Robots and Radiologists

In an article titled “The Robot as Radiologist,” Dr. Douglas Green from Univ. of Washington acknowledges the rapid advances in computational image recognition and advent of IBM’s Watson.  He concludes the commentary by taking solace in the fact that, at least for the time being, artificial intelligence is complementary rather than substitutional to human radiologists.  I wholeheartedly agree.  However, Harvard Business Schools gurus do not.

The Complexity of Machine Learning

The problem of “can robots replace humans” is very much like the “P ?= NP” problem in mathematics.  Tasks that can be remarkably simple for a human to perform actually have no easy solution computationally: Facial recognition and speech are the prime examples. Extracting features from radiology images falls under the same category.  In fact, radiologists use the phrase “Aunt Minnie” to describe diagnoses that can be instantly identified like one might recognize the face of one’s relative in a crowd.

The field of machine learning tries to tackle these hard problems by simplifying the task into patterns and by approximating a solution.  Although the actual solution may be NP-hard, both facial and speech are recognition can now be solved using polynomial-time heuristics as long as you are willing to tolerate some error – i.e.  a good answer most of the time rather than the best answer all the time.

Radiology interpretation could go the same way.  Radiology informatics is laden with approaches using segmentation, pattern recognition, and Markov chains.  The disagreement lies in (1) whether machines are capable of performing these tasks, and (2)  whether the value-add of a radiologist ends at interpretation.

Machine Intelligence in Radiology

A Harvard Business School blog post last December discussed what may happen after robots take over human jobs.  The logic goes like this:

  1. The “smartest” robots are already capable of performing at a level of IQ=115.
  2. Technology advances by Moore’s Law
  3. Whenever new technology (i.e. robots) gets installed, workers get laid off.

Although falling short of outlining the steps of how Skynet might dominates humanity, Davidow and Malone did cite radiology as an example:

An emerging field in radiology is computer-aided diagnosis (CADx). And a recent study published by the Royal Society showed that computers performed more consistently in identifying radiolucency (the appearance of dark images) than radiologists almost by a factor of ten.

Will Robots Replace Radiologists? (No)

There should be no doubt that algorithms will achieve some level of success.  The underlying problem doesn’t lie in the robotics of it all so much as replacement and decoupling in the value chain.

Radiologists are not alone in the value chain of radiology.  Christensen’s classic disruption theory posits that technological advances tend to decouple tasks ordinarily performed by highly trained professionals. The theory would suggest that as tasks of imaging processing, analysis, and interpretation become standardized, those same tasks can then be completed to the same level of quality either by outsourcing or by less-trained professionals.

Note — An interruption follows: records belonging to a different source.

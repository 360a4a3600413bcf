//! Existence operators
//!
//! Implements: exists, absent, nil, either

use super::{assert_args, field_name};
use crate::context::Scope;
use crate::engine::Engine;
use crate::error::{EvalResult, Expected};
use factq_term::{Term, Value};

impl Engine {
    /// `(exists field)`: the field is present on the fact
    pub(crate) fn eval_exists(&self, term: &mut Term, cx: &mut Scope<'_>) -> EvalResult<Value> {
        assert_args(term, Expected::Exactly(1))?;
        let field = field_name(term, 0)?;
        Ok(Value::boolean(cx.fact.has(field)))
    }

    /// `(absent field)`: negation of `exists`
    pub(crate) fn eval_absent(&self, term: &mut Term, cx: &mut Scope<'_>) -> EvalResult<Value> {
        assert_args(term, Expected::Exactly(1))?;
        let field = field_name(term, 0)?;
        Ok(Value::boolean(!cx.fact.has(field)))
    }

    /// `(nil x)`: `x` resolves to nothing
    pub(crate) fn eval_nil(&self, term: &mut Term, cx: &mut Scope<'_>) -> EvalResult<Value> {
        assert_args(term, Expected::Exactly(1))?;
        Ok(Value::boolean(self.resolve(term, 0, cx)?.is_nil()))
    }

    /// `(either a b)`: `a` unless it is nil, then `b`.
    ///
    /// `b` is only resolved when needed.
    pub(crate) fn eval_either(&self, term: &mut Term, cx: &mut Scope<'_>) -> EvalResult<Value> {
        assert_args(term, Expected::Exactly(2))?;
        let first = self.resolve(term, 0, cx)?;
        if !first.is_nil() {
            return Ok(first.unwrap_singleton());
        }
        Ok(self.resolve(term, 1, cx)?.unwrap_singleton())
    }
}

The same reason why standardization yields more predictable outcomes is the same reason why standardization tends to be a precursor to commoditization. And it is the reason why modern radiology’s seemingly paradoxical approach of simultaneously pursuing standardized protocol and reporting (every exam should look the same!) and personalizing imaging to the unique individual patient (every exam is different!) makes sense.

Every protocol in radiology should have an option for real-time modification based on the individual needs. Every “standardized” diagnostic report should leave room for a radiologist’s free text.

Davidow and Malone might consider these added flexibility a way that radiologists “up the ante” by taking ownership of tasks of increasing complexity that cannot be fully emulated by an algorithm.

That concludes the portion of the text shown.